By providing the data model 147 with the request 172, the computer system 110 provides the AI/ML model 132 the ability to make use of the logical objects specified in the data model 147. As a result, the AI/ML model 132 can determine the types of data that would be available from the data set 122a, even without the AI/ML model 132 having any access to the data set 122a. The AI/ML model 132 can generate code or instructions (e.g., a SQL statement) that references these logical objects, with a clear set of names or other identifiers to accurately and unambiguously reference components of the data set 122a. For example, providing the data model 147 for the data set 122a, may enable the AI/ML model 132 to reference logical objects in generated SQL statements that the computer system 110 and/or database system 120 can unambiguously map the logical objects to tables and columns of the data set 122a. This allows the AI/ML model 132 to distinctly and unambiguously define criteria to specify the subset or portion of data to be retrieved from, or calculated based on, the data set 122a.

In addition, access control restrictions can be taken into account to adjust which data can be used. For example, the computer system 110 can generate the request 172 so that the AI/ML model 132 does not use or rely on portions of the data set 122a that the user 132 does not have authorization to access. For example, the data model 147 provided with the request 172 can be a modified version of the data model for the data set 122a that identifies only the logical objects or portions of the data set 122a that the user 105 is authorized to access, and excludes portions of the data set 122a that the user 105 is not authorized to access. As a result, the AI/ML model 132 will not be aware of data sets or data objects that should not be accessed on behalf of the user 105.

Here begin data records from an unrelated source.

//! Fixtures and a scriptable fake decode engine shared by integration tests.

#![allow(dead_code)]

use bytes::Bytes;
use core_decode::{
    DecodeConfig, DecodeEngine, DecodeError, EngineFactory, EnginePoll, MpegFrameHeader,
    OfferStatus, Result, SynthesisEvent,
};
use std::collections::VecDeque;
use std::sync::atomic::{AtomicUsize, Ordering};
use std::sync::Arc;
use std::time::Duration;

/// PCM bytes the fake engine emits per frame (1152 stereo 16-bit samples).
pub const PCM_PER_FRAME: usize = 1152 * 2 * 2;

/// MPEG1 Layer III, 128 kbps, 44.1 kHz, stereo: 417 bytes.
pub fn frame() -> Vec<u8> {
    frame_with_header([0xFF, 0xFB, 0x90, 0x00], 417)
}

/// Same stream with the padding bit set: 418 bytes.
pub fn padded_frame() -> Vec<u8> {
    frame_with_header([0xFF, 0xFB, 0x92, 0x00], 418)
}

fn frame_with_header(header: [u8; 4], len: usize) -> Vec<u8> {
    let mut f = vec![0u8; len];
    f[..4].copy_from_slice(&header);
    f
}

/// ID3v2.4 tag whose synchsafe size is 257 (267 bytes in total).
pub fn id3_tag() -> Vec<u8> {
    let mut tag = b"ID3\x04\x00\x00".to_vec();
    tag.extend_from_slice(&[0x00, 0x00, 0x02, 0x01]);
    tag.extend(std::iter::repeat(0xAB).take(257));
    tag
}

/// ID3 tag followed by `frames` frames alternating between 417 and 418 bytes.
pub fn mpeg_fixture(frames: usize) -> Vec<u8> {
    let mut data = id3_tag();
    for i in 0..frames {
        if i % 2 == 0 {
            data.extend(frame());
        } else {
            data.extend(padded_frame());
        }
    }
    data
}

/// Minimal RIFF/WAVE file around `pcm`.
pub fn wav_fixture(sample_rate: u32, channels: u16, pcm: &[u8]) -> Vec<u8> {
    let bits = 16u16;
    let block_align = channels * bits / 8;

    let mut fmt = Vec::new();
    fmt.extend_from_slice(&1u16.to_le_bytes());
    fmt.extend_from_slice(&channels.to_le_bytes());
    fmt.extend_from_slice(&sample_rate.to_le_bytes());
    fmt.extend_from_slice(&(sample_rate * block_align as u32).to_le_bytes());
    fmt.extend_from_slice(&block_align.to_le_bytes());
    fmt.extend_from_slice(&bits.to_le_bytes());

    let mut body = b"WAVE".to_vec();
    body.extend_from_slice(b"fmt ");
    body.extend_from_slice(&(fmt.len() as u32).to_le_bytes());
    body.extend_from_slice(&fmt);
    body.extend_from_slice(b"data");
    body.extend_from_slice(&(pcm.len() as u32).to_le_bytes());
    body.extend_from_slice(pcm);

    let mut wav = b"RIFF".to_vec();
    wav.extend_from_slice(&(body.len() as u32).to_le_bytes());
    wav.extend_from_slice(&body);
    wav
}

/// WAV whose PCM payload is two MPEG frames, with the form type replaced by
/// `WAVX`. Routing it anywhere but the WAV parser would decode the frames.
pub fn riff_with_bad_form_type() -> Vec<u8> {
    let mut pcm = frame();
    pcm.extend(frame());
    let mut wav = wav_fixture(44100, 2, &pcm);
    wav[8..12].copy_from_slice(b"WAVX");
    wav
}

/// Split `data` at `offsets` (ascending) into owned chunks.
pub fn split_at(data: &[u8], offsets: &[usize]) -> Vec<Vec<u8>> {
    let mut chunks = Vec::new();
    let mut start = 0;
    for &offset in offsets.iter().chain(std::iter::once(&data.len())) {
        chunks.push(data[start..offset].to_vec());
        start = offset;
    }
    chunks
}

/// Deterministic pseudo-random split offsets.
pub fn pseudo_random_splits(len: usize, seed: u64, count: usize) -> Vec<usize> {
    let mut state = seed.wrapping_mul(6364136223846793005).wrapping_add(1442695040888963407);
    let mut offsets: Vec<usize> = (0..count)
        .map(|_| {
            state = state
                .wrapping_mul(6364136223846793005)
                .wrapping_add(1442695040888963407);
            ((state >> 33) as usize) % len.max(1)
        })
        .collect();
    offsets.sort_unstable();
    offsets.dedup();
    offsets
}

pub fn kinds(events: &[SynthesisEvent]) -> Vec<&'static str> {
    events.iter().map(SynthesisEvent::kind).collect()
}

/// Asserts `Started? Audio* (Error | Done)` with `Started` required before
/// any `Audio`.
pub fn assert_well_formed(events: &[SynthesisEvent]) {
    let (last, body) = events.split_last().expect("empty event list");
    assert!(last.is_terminal(), "missing terminal event: {:?}", kinds(events));

    let mut started = false;
    for (i, event) in body.iter().enumerate() {
        match event {
            SynthesisEvent::Started(_) => {
                assert!(!started && i == 0, "misplaced Started: {:?}", kinds(events));
                started = true;
            }
            SynthesisEvent::Audio(_) => assert!(started, "Audio before Started"),
            other => panic!("terminal event {:?} before the end", other.kind()),
        }
    }
}

// ============================================================================
// Fake Engine
// ============================================================================

/// Observations shared between a [`FakeFactory`] and its engines.
#[derive(Default)]
pub struct EngineProbe {
    pub created: AtomicUsize,
    pub releases: AtomicUsize,
    pub offers: AtomicUsize,
    pub frame_lengths: parking_lot::Mutex<Vec<usize>>,
}

impl EngineProbe {
    pub fn created(&self) -> usize {
        self.created.load(Ordering::SeqCst)
    }

    pub fn releases(&self) -> usize {
        self.releases.load(Ordering::SeqCst)
    }
}

/// Factory for [`FakeEngine`]s.
#[derive(Clone, Default)]
pub struct FakeFactory {
    pub probe: Arc<EngineProbe>,
    /// Refuse every n-th offer once with `Busy`.
    pub busy_every: Option<usize>,
    /// Fail the offer of this (zero-based) frame.
    pub fail_at: Option<usize>,
}

impl FakeFactory {
    pub fn new() -> Self {
        Self::default()
    }

    pub fn busy_every(mut self, n: usize) -> Self {
        self.busy_every = Some(n);
        self
    }

    pub fn fail_at(mut self, frame: usize) -> Self {
        self.fail_at = Some(frame);
        self
    }

    pub fn shared(&self) -> Arc<dyn EngineFactory> {
        Arc::new(self.clone())
    }
}

impl EngineFactory for FakeFactory {
    fn create(
        &self,
        header: &MpegFrameHeader,
        _config: &DecodeConfig,
    ) -> Result<Box<dyn DecodeEngine>> {
        assert_eq!(header.sample_rate, 44100);
        self.probe.created.fetch_add(1, Ordering::SeqCst);
        Ok(Box::new(FakeEngine {
            probe: self.probe.clone(),
            busy_every: self.busy_every,
            fail_at: self.fail_at,
            accepted: 0,
            refused_last: false,
            output: VecDeque::new(),
            eos: false,
        }))
    }
}

/// Emits `PCM_PER_FRAME` bytes per frame, filled with the frame's index.
///
/// Output lags input by one frame until end of stream, like a codec with
/// look-ahead.
pub struct FakeEngine {
    probe: Arc<EngineProbe>,
    busy_every: Option<usize>,
    fail_at: Option<usize>,
    accepted: usize,
    refused_last: bool,
    output: VecDeque<Bytes>,
    eos: bool,
}

impl DecodeEngine for FakeEngine {
    fn offer(&mut self, frame: &[u8], _timeout: Duration) -> Result<OfferStatus> {
        let call = self.probe.offers.fetch_add(1, Ordering::SeqCst) + 1;
        if self.fail_at == Some(self.accepted) {
            return Err(DecodeError::Engine("corrupt frame".to_string()));
        }
        if let Some(n) = self.busy_every {
            if call % n == 0 && !self.refused_last {
                self.refused_last = true;
                return Ok(OfferStatus::Busy);
            }
        }
        self.refused_last = false;

        self.probe.frame_lengths.lock().push(frame.len());
        self.output
            .push_back(Bytes::from(vec![self.accepted as u8; PCM_PER_FRAME]));
        self.accepted += 1;
        Ok(OfferStatus::Accepted)
    }

    fn poll(&mut self, _timeout: Duration) -> Result<EnginePoll> {
        if self.output.len() > 1 || (self.eos && !self.output.is_empty()) {
            return Ok(self
                .output
                .pop_front()
                .map(EnginePoll::Chunk)
                .unwrap_or(EnginePoll::Empty));
        }
        Ok(if self.eos {
            EnginePoll::EndOfStream
        } else {
            EnginePoll::Empty
        })
    }

    fn signal_end_of_stream(&mut self) -> Result<()> {
        self.eos = true;
        Ok(())
    }

    fn release(&mut self) {
        self.probe.releases.fetch_add(1, Ordering::SeqCst);
    }
}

The knowledge base 148 can provide a mapping for the AI/ML model 132 to map words and phrases with non-standard or idiosyncratic meanings (e.g., jargon, nicknames, etc.) to definitions, descriptions, or other indications of their meaning. The knowledge base 148 can include information determined at any of multiple levels, such as at the level of an enterprise as a whole, for a department or group of individuals, or for a specific individual. Similarly, the knowledge base 148 can be one that has been created for a single chatbot or AI/ML application or one that is shared with multiple chatbots or AI/ML applications.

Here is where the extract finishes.